WHAT YOU NEED TO DO:
Where in the data below does the word "used" appear? Copy every line that has it.

EXERCISE INPUT:
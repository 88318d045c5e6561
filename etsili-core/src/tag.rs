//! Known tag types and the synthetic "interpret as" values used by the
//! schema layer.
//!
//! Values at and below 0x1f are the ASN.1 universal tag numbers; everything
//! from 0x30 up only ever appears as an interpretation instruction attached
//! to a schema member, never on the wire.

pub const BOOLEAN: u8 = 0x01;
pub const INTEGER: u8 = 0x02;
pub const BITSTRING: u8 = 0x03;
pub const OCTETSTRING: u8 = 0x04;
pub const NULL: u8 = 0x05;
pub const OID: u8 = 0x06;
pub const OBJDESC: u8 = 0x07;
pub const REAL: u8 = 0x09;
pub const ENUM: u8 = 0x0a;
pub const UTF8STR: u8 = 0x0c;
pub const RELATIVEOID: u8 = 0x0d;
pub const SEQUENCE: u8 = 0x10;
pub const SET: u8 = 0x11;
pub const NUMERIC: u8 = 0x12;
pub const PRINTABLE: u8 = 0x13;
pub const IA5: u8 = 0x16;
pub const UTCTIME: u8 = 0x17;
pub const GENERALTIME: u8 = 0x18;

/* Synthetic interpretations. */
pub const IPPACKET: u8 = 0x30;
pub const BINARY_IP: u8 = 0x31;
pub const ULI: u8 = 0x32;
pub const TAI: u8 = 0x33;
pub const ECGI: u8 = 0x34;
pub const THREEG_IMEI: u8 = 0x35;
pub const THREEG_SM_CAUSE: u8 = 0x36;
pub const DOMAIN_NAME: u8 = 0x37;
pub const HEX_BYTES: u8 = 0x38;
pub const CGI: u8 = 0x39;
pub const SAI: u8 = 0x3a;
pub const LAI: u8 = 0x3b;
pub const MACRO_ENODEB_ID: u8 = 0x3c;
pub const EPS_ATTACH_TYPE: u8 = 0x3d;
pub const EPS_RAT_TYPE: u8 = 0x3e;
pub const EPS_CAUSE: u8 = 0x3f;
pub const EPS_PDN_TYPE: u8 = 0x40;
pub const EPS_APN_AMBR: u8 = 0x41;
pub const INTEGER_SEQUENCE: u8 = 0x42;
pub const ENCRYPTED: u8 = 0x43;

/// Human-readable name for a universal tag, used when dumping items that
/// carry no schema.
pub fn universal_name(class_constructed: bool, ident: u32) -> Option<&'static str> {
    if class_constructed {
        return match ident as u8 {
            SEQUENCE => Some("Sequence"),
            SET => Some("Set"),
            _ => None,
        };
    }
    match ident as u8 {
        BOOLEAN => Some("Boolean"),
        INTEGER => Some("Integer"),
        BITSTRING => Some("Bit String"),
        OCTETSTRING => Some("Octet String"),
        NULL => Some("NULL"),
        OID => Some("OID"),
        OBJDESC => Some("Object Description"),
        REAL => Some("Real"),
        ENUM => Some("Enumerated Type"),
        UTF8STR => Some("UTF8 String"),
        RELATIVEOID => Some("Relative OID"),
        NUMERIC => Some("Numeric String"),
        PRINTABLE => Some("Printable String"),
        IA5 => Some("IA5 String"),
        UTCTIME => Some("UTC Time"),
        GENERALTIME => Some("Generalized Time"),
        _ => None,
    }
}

==

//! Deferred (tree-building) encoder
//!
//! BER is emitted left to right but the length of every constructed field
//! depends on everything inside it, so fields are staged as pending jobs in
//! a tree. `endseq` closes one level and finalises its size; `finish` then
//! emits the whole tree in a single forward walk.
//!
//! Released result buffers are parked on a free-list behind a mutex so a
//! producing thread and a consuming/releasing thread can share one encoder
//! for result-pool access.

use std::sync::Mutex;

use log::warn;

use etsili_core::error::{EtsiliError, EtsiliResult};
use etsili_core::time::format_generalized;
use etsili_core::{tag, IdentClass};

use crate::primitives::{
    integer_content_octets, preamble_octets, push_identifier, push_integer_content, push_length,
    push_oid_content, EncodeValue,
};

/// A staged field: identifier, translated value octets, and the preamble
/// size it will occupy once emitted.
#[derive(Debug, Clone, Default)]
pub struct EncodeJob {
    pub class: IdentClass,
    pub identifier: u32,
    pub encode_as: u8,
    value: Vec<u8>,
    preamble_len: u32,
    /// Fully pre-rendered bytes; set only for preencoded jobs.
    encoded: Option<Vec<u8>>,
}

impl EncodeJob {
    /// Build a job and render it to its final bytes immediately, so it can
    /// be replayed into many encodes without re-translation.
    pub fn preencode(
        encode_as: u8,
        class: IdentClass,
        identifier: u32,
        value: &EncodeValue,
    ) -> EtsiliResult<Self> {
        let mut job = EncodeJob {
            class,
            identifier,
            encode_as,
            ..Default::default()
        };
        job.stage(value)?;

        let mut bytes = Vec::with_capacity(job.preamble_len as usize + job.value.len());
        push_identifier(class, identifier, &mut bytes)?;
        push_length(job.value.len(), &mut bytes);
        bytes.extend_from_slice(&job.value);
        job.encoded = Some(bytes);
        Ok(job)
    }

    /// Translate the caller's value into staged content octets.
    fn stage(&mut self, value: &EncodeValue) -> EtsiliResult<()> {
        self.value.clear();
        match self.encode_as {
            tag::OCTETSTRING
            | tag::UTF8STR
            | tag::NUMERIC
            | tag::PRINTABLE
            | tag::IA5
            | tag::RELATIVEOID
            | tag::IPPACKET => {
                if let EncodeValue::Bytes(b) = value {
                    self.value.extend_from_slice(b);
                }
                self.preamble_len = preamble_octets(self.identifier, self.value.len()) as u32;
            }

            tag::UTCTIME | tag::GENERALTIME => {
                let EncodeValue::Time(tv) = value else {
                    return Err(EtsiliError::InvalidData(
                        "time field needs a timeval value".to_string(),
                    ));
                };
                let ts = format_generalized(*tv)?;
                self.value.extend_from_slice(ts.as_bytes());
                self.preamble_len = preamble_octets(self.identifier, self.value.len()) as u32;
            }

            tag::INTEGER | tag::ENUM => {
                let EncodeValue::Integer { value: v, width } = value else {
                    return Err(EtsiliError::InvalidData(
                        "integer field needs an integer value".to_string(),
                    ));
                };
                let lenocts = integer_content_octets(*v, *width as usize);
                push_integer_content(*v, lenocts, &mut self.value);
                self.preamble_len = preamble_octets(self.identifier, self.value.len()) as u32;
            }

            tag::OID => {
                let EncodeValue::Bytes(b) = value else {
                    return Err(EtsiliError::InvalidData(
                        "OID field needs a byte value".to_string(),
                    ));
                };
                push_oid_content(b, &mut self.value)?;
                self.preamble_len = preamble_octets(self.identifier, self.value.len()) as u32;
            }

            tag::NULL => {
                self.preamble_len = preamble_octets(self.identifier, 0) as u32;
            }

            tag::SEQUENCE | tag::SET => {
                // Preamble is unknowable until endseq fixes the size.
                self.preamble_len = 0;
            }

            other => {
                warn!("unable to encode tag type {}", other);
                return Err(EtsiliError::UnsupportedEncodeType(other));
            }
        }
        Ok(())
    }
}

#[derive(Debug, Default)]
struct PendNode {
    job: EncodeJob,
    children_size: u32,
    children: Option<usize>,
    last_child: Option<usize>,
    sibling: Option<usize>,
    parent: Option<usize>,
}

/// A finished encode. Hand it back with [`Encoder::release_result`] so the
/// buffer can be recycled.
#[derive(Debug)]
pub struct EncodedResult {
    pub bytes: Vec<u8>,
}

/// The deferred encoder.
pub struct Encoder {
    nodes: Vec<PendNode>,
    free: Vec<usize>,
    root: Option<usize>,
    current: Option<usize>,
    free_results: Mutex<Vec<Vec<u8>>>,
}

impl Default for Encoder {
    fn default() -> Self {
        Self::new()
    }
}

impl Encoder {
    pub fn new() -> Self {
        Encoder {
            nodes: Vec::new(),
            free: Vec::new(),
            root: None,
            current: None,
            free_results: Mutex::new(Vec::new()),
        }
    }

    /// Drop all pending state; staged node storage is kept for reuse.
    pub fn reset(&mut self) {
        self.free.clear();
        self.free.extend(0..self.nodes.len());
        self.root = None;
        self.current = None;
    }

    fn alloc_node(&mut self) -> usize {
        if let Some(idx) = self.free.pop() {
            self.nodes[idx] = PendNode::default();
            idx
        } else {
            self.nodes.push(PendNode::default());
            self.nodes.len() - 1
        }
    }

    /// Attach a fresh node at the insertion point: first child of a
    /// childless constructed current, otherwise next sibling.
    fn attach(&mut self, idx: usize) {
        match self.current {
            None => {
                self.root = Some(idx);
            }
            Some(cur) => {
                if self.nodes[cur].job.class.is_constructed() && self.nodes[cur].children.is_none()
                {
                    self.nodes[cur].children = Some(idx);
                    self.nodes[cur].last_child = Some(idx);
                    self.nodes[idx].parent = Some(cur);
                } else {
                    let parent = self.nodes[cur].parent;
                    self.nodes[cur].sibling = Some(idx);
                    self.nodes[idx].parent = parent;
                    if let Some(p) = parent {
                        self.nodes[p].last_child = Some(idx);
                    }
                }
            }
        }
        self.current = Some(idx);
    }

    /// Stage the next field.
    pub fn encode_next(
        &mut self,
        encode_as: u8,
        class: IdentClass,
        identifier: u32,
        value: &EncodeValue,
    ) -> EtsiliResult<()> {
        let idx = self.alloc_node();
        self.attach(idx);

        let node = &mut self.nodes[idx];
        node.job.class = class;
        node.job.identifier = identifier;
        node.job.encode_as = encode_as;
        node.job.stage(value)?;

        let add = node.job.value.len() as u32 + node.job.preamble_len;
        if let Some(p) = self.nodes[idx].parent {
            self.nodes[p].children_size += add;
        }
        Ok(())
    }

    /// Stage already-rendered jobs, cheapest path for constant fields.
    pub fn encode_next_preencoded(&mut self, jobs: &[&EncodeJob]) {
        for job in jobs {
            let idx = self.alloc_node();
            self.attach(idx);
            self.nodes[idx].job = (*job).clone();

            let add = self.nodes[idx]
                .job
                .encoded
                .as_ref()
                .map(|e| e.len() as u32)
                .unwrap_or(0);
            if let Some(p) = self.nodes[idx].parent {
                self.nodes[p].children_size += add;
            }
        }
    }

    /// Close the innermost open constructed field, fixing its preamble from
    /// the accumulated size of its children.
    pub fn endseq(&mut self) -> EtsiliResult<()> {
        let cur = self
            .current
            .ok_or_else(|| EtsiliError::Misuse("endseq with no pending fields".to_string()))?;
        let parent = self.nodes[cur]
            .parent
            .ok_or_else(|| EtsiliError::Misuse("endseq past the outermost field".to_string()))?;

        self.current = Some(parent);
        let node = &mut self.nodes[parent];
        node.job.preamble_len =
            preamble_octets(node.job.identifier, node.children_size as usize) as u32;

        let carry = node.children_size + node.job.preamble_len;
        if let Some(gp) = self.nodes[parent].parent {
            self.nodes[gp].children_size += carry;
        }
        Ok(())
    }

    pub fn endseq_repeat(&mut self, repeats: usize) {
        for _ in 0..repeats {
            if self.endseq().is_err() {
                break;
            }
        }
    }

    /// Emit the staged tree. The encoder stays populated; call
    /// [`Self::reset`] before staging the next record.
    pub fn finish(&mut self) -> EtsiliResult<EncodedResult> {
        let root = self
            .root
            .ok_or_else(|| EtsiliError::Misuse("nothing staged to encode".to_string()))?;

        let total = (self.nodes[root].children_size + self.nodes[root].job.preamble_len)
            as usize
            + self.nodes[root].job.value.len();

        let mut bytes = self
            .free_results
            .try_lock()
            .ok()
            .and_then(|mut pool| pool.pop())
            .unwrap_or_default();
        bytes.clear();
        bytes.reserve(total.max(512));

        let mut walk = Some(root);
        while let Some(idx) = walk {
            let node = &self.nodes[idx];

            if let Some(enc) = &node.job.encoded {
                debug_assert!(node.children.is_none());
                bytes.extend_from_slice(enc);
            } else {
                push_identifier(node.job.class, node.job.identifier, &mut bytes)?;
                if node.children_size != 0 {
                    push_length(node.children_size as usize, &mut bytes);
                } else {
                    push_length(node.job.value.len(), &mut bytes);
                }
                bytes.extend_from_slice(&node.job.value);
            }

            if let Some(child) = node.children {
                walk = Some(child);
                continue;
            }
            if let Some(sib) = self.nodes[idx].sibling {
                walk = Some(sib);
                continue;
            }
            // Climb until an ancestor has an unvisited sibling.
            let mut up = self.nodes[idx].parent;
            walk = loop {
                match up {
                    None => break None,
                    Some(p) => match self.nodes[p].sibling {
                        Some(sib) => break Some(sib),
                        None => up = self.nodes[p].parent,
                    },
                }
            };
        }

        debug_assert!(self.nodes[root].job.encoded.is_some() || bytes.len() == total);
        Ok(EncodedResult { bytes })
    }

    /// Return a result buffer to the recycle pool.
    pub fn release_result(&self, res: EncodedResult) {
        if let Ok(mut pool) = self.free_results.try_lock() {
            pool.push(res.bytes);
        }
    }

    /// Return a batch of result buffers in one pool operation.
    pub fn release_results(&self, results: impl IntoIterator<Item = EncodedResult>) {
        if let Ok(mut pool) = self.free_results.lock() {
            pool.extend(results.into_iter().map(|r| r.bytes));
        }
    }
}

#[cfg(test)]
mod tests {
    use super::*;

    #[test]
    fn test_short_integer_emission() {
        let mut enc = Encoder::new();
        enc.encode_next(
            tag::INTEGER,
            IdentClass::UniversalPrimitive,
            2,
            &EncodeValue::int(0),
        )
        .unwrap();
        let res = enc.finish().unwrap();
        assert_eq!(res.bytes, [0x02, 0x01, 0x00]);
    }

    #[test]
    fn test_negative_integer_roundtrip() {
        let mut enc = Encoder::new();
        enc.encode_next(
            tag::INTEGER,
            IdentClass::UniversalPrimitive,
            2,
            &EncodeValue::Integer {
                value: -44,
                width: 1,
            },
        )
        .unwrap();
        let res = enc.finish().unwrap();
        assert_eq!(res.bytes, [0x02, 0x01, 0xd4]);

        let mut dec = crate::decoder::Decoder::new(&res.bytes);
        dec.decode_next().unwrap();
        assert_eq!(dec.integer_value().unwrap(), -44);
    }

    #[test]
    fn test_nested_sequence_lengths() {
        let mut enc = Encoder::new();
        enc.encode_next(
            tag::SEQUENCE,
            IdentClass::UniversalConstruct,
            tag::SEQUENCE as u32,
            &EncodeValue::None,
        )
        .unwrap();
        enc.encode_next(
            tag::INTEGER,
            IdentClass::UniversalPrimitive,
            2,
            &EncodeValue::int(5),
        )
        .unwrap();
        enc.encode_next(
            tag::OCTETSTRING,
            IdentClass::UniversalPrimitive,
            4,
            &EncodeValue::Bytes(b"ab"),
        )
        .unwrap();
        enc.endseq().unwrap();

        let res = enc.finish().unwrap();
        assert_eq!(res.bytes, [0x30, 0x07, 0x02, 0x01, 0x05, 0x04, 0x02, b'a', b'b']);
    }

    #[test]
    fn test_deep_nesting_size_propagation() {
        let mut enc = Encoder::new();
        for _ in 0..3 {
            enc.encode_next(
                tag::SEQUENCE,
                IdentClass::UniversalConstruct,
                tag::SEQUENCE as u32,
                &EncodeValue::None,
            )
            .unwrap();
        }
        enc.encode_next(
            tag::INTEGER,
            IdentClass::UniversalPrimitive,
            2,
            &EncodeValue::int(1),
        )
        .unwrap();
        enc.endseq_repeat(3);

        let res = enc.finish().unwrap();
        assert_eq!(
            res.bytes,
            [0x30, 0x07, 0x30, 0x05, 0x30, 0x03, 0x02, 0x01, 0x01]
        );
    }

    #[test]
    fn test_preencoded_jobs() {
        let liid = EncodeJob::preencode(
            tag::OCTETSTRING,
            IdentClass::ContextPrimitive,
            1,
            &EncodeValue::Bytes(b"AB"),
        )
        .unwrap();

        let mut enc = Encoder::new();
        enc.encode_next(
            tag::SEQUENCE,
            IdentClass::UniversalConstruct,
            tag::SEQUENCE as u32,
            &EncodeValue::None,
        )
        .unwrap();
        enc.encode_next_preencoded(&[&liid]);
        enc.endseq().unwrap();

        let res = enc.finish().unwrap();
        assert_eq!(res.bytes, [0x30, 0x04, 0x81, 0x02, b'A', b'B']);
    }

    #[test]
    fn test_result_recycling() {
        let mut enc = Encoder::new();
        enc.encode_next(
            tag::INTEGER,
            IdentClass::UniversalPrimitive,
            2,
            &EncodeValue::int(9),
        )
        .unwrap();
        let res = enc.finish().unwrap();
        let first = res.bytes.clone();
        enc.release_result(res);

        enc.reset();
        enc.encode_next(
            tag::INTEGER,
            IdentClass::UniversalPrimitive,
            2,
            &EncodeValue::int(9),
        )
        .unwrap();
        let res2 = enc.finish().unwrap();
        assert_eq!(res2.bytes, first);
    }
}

TASK OUTPUT:
//! Known tag types and the synthetic "interpret as" values used by the
/// Human-readable name for a universal tag, used when dumping items that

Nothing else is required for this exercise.